What to work on
Below is a block of entries; repeat exactly the lines starting at the line that contains "Time command implementation" and ending at the line that contains "pub fn run(text: &str)", both included.

Provided records
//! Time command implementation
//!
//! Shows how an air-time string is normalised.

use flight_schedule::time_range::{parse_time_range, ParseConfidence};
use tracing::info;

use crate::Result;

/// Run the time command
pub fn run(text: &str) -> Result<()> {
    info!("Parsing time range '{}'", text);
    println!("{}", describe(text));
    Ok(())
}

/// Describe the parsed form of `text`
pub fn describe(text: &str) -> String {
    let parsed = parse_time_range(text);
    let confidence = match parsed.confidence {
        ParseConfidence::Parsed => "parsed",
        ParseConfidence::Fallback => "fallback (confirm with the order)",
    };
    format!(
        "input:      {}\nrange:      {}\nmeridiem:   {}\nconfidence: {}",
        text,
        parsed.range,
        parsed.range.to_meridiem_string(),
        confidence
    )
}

--

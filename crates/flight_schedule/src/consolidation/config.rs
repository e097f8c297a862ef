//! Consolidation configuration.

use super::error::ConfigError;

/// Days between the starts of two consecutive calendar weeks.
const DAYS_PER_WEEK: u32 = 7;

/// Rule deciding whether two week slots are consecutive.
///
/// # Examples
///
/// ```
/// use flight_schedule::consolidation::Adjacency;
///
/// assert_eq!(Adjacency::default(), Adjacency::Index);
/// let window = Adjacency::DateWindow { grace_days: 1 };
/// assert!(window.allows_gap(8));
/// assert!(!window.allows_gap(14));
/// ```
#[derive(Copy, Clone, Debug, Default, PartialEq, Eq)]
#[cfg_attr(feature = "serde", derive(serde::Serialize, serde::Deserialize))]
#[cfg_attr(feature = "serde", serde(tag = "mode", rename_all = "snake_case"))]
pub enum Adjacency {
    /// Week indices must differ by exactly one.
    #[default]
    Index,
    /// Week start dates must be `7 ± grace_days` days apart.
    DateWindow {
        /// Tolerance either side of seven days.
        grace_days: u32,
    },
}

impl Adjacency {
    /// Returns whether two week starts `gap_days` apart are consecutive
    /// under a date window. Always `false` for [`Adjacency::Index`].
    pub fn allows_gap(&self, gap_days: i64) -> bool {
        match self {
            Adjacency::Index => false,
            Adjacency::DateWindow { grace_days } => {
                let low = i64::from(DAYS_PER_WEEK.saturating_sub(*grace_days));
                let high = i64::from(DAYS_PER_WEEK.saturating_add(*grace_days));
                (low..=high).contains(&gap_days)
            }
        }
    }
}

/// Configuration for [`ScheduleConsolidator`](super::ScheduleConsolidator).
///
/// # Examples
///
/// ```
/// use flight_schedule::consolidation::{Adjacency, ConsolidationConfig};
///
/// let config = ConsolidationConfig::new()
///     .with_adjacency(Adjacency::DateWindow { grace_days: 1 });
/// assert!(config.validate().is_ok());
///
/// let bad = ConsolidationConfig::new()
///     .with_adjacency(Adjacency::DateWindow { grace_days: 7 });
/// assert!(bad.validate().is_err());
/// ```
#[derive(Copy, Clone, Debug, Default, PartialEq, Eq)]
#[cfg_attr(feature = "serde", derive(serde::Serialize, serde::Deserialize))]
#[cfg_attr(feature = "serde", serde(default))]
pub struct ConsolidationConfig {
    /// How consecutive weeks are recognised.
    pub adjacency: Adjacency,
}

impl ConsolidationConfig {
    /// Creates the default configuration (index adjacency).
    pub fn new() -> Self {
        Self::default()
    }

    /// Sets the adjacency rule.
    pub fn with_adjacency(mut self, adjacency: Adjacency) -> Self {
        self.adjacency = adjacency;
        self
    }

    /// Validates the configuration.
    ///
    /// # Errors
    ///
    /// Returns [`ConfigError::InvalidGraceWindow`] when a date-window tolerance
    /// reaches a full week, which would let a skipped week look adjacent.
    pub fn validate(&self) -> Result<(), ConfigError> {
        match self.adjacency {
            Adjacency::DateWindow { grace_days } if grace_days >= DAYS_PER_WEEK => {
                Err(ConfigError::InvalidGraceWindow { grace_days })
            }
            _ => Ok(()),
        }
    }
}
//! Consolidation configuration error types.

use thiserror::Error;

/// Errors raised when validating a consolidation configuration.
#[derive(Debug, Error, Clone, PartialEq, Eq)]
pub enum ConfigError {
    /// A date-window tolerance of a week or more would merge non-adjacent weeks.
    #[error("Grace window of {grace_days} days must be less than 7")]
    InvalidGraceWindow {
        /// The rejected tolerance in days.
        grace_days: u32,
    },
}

Solution
//! Time command implementation
//!
//! Shows how an air-time string is normalised.

use flight_schedule::time_range::{parse_time_range, ParseConfidence};
use tracing::info;

use crate::Result;

/// Run the time command
pub fn run(text: &str) -> Result<()> {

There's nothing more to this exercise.